*BRIEF*.
Restate word for word the lines of the records below, starting at the line that contains "pub trait VectorIndex: Send" and ending at the line that contains "behind, so callers", with both of those lines included and nothing else.

*PROVIDED ENTRIES*.
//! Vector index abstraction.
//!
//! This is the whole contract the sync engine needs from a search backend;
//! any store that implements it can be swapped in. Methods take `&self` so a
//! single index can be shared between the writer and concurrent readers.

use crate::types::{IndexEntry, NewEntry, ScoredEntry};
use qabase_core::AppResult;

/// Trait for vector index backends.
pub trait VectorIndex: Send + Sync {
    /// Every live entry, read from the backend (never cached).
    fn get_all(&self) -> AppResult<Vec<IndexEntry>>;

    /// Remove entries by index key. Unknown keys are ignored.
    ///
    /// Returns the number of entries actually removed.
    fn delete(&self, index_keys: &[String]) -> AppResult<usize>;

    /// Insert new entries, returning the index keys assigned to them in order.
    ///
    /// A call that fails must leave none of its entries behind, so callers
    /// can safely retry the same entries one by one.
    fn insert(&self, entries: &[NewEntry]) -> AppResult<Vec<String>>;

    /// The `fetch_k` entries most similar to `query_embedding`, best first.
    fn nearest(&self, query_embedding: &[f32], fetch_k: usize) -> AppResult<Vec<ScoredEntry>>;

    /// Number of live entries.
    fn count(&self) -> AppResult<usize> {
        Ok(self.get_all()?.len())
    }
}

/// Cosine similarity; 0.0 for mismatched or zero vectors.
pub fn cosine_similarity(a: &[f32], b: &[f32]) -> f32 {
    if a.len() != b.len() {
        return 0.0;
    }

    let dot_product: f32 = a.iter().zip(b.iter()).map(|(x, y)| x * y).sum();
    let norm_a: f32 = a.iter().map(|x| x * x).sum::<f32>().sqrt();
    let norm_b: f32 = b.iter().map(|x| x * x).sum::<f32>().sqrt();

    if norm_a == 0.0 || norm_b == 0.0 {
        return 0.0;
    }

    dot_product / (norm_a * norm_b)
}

*REPLY TO THE EXERCISE*.
pub trait VectorIndex: Send + Sync {
    /// Every live entry, read from the backend (never cached).
    fn get_all(&self) -> AppResult<Vec<IndexEntry>>;

    /// Remove entries by index key. Unknown keys are ignored.
    ///
    /// Returns the number of entries actually removed.
    fn delete(&self, index_keys: &[String]) -> AppResult<usize>;

    /// Insert new entries, returning the index keys assigned to them in order.
    ///
    /// A call that fails must leave none of its entries behind, so callers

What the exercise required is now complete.